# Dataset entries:

[Start of section]

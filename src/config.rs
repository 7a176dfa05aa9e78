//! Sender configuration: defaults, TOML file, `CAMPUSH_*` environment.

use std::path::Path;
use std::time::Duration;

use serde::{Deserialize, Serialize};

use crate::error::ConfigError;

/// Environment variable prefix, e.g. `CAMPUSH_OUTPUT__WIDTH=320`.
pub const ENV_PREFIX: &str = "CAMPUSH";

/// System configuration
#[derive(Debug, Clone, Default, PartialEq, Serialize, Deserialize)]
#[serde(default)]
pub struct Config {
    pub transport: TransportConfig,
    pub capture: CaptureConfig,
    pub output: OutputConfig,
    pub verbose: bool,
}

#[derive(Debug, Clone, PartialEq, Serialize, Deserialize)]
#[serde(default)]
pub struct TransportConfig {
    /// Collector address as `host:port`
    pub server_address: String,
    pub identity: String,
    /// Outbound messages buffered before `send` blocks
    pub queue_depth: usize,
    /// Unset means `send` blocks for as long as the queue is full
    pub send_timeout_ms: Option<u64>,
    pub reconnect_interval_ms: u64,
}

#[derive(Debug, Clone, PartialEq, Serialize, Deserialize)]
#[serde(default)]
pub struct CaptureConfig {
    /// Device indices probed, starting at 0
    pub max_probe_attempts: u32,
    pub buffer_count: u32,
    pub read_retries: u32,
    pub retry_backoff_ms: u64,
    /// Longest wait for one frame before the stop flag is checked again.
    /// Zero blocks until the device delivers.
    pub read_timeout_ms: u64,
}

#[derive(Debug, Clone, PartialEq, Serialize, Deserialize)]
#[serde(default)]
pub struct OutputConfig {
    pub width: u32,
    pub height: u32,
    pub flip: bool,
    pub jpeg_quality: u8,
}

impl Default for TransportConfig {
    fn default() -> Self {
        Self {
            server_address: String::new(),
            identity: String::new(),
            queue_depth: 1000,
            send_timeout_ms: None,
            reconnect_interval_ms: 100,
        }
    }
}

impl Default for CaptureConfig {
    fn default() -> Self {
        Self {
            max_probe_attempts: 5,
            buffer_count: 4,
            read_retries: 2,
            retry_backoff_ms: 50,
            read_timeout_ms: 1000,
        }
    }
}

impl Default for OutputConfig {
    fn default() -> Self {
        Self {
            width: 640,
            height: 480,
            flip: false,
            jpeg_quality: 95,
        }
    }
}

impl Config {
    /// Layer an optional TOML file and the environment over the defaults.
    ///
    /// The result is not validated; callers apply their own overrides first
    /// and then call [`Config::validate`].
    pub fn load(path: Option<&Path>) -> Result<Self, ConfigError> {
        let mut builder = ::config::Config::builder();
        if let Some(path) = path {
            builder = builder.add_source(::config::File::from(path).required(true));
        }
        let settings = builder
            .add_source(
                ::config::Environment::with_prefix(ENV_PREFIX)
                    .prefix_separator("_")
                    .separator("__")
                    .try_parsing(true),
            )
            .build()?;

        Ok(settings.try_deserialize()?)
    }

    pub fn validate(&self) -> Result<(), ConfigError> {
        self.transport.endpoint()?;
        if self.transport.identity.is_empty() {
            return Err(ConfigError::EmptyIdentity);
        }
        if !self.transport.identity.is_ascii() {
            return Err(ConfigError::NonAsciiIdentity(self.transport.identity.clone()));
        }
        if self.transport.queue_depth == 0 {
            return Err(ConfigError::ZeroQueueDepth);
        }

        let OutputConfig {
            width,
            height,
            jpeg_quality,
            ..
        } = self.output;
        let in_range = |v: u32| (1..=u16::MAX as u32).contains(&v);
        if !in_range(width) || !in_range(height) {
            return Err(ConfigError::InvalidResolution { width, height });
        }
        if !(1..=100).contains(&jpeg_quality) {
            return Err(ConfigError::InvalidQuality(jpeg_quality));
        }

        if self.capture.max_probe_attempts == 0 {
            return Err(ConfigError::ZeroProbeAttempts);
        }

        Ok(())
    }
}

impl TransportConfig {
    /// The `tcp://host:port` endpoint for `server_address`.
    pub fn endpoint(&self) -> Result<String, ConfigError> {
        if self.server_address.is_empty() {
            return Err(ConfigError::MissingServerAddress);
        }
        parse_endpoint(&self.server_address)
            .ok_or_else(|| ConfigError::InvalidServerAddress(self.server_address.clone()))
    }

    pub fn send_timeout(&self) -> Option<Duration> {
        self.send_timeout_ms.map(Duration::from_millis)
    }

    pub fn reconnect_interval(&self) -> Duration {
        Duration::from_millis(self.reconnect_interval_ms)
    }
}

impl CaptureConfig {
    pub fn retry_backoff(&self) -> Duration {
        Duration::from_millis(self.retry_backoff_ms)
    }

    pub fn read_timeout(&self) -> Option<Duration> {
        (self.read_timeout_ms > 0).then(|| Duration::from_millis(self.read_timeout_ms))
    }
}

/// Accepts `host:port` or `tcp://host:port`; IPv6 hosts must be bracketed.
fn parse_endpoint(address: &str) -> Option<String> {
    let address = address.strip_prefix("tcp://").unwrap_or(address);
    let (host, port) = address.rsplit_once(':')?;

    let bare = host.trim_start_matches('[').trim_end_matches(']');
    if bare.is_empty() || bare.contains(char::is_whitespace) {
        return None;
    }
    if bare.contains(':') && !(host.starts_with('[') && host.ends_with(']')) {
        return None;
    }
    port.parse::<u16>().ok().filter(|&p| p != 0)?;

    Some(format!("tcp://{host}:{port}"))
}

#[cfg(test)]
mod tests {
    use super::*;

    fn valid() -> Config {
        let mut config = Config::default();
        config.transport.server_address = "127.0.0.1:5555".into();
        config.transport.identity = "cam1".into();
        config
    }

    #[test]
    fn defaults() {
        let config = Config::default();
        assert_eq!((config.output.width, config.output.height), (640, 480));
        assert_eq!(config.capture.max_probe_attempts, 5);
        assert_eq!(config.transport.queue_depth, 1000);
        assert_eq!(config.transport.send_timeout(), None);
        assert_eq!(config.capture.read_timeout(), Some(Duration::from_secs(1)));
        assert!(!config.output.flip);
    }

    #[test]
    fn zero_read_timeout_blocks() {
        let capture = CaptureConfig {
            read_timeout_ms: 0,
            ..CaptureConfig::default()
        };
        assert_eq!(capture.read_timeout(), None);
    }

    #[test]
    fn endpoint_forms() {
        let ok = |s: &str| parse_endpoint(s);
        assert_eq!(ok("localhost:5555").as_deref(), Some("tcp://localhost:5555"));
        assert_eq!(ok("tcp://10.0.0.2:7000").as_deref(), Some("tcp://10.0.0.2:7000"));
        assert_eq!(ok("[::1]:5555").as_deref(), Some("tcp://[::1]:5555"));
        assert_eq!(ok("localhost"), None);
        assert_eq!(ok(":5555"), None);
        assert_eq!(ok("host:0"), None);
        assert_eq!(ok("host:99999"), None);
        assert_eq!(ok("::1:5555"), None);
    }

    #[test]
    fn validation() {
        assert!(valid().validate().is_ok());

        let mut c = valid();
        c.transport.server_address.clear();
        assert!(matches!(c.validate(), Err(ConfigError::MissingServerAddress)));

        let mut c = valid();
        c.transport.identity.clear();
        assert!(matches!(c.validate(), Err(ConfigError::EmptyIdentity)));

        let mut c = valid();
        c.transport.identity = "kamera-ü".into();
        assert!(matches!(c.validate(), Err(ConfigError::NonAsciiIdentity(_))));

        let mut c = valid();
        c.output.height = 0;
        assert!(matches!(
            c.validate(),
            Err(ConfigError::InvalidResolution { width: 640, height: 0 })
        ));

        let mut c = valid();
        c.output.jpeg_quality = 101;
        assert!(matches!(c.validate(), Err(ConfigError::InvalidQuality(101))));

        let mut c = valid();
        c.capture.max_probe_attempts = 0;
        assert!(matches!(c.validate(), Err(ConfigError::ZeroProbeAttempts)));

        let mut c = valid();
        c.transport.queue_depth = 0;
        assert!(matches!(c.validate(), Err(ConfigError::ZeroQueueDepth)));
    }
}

[End of section]

# Required work:
Write down again, exactly as given, only the lines above that fall from the line with "let capture = CaptureConfig" to the line with "let ok = |s: &str| parse_endpoint(s);", inclusive.

# Exercise result:
        let capture = CaptureConfig {
            read_timeout_ms: 0,
            ..CaptureConfig::default()
        };
        assert_eq!(capture.read_timeout(), None);
    }

    #[test]
    fn endpoint_forms() {
        let ok = |s: &str| parse_endpoint(s);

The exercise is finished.